El vidrio templado es un vidrio de seguridad al que mediante tratamiento térmico se le incrementa la resistencia a las tensiones de origen mecánico (flexión, choques…) y térmico (diferencias de temperatura), sin alterar las propiedades espectrofotosimétricas del producto base. El vidrio templado térmicamente es aproximadamente cuatro veces más resistente que el vidrio recocido del mismo espesor y configuración

Posee un excelente comportamiento mecánico en resistencia a impactos, a la flexotracción y a las tensiones térmicas, soportando unas diferencias de temperatura que pueden llegar a alcanzar los 200º C

¿Cuál es la diferencia entre vidrio termoendurecido y vidrio templado?

Los vidrios termoendurecidos y templados se fabrican mediante un proceso similar y con el mismo tipo de maquinaria. La única diferencia es que, durante la fabricación, se aplican distintos niveles de tensión inducida al producto. Como resultado, el vidrio templado se rompe en trozos relativamente pequeños e inocuos, por lo que se considera un material de seguridad al cumplir las exigencias de la normativa europea. El vidrio termoendurecido se rompe en trozos más grandes, de forma parecida al vidrio recocido, y no se considera un material de seguridad, a menos que forme parte de un producto laminado.

Para fabricar vidrio templado, el vidrio flotado se calienta gradualmente hasta alcanzar una temperatura de reblandecimiento entre los 575ºC y los 635ºC para después enfriarlo muy rápidamente con aire. De esta manera se consigue que el vidrio quede expuesto en su superficie a esfuerzos de compresión y en el interior a esfuerzos de tensión, confiriéndole mayor resistencia estructural y mayor resistencia a impactos planos que el vidrio sin tratar.

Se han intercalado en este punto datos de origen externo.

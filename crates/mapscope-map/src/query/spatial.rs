//! Spatial query engine: point picking and extent selection.
//!
//! Both operations are pure reads over store snapshots of data layers;
//! overlays are never queried. Point picking sees visible layers only.

use crate::extent::Extent;
use crate::geometry::Coordinate;
use crate::layer::LayerStack;

use super::result::{QueryHit, QueryResult};

/// Read-only query view over a layer stack.
#[derive(Debug, Clone, Copy)]
pub struct SpatialQuery<'a> {
    layers: &'a LayerStack,
}

impl<'a> SpatialQuery<'a> {
    pub fn new(layers: &'a LayerStack) -> Self {
        Self { layers }
    }

    /// First feature under `point`, searching layers topmost first.
    ///
    /// `tolerance` is in map units (hit tolerance in pixels times the
    /// current resolution). Within a layer the most recently added feature
    /// wins, matching draw order.
    pub fn at_point(&self, point: Coordinate, tolerance: f64) -> Option<QueryHit> {
        for layer in self.layers.queryable_top_down() {
            let Some(store) = layer.store() else {
                continue;
            };
            let hit = store.snapshot().into_iter().rev().find(|f| {
                f.geometry()
                    .is_some_and(|g| g.contains_point(point, tolerance))
            });
            if let Some(feature) = hit {
                return Some(QueryHit {
                    feature,
                    layer_id: layer.id.clone(),
                    layer_name: layer.name.clone(),
                });
            }
        }
        None
    }

    /// True when any queryable feature lies under `point`.
    pub fn has_feature_at(&self, point: Coordinate, tolerance: f64) -> bool {
        self.at_point(point, tolerance).is_some()
    }

    /// Every feature whose extent intersects `extent`, grouped per layer in
    /// stack order (bottom first) and store order.
    ///
    /// Hidden data layers are included: only point picking is limited to
    /// what is rendered.
    ///
    /// An empty or degenerate extent returns an empty result without
    /// touching any store.
    pub fn in_extent(&self, extent: &Extent) -> QueryResult {
        let mut result = QueryResult::new();
        if extent.is_degenerate() {
            return result;
        }
        for layer in self.layers.data_layers() {
            let Some(store) = layer.store() else {
                continue;
            };
            let hits: Vec<_> = store
                .snapshot()
                .into_iter()
                .filter(|f| f.extent().intersects(extent))
                .collect();
            result.push_layer(layer.id.clone(), layer.name.clone(), hits);
        }
        tracing::debug!(
            "Extent query {}: {} features in {} layers",
            extent,
            result.total(),
            result.layer_count()
        );
        result
    }
}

Las tensiones generadas en su proceso de fabricación, hacen que el vidrio cuando se rompa, lo haga en pequeños trozos granulares en lugar de astillar en fragmentos dentados. Los fragmentos granulares generados al romper el vidrio templado tienen menos probabilidades de causar lesiones que los dentados del vidrio normal.

Sin embargo, al golpear el cristal con el martillo rompe cristales vemos cómo se rompe fácilmente puesto el impacto no es plano, si no que se ejerce toda la fuerza del impacto sobre un punto muy concreto del cristal, desestabilizando la red cristalina haciendo que el vidrio se rompa en muchos fragmentos.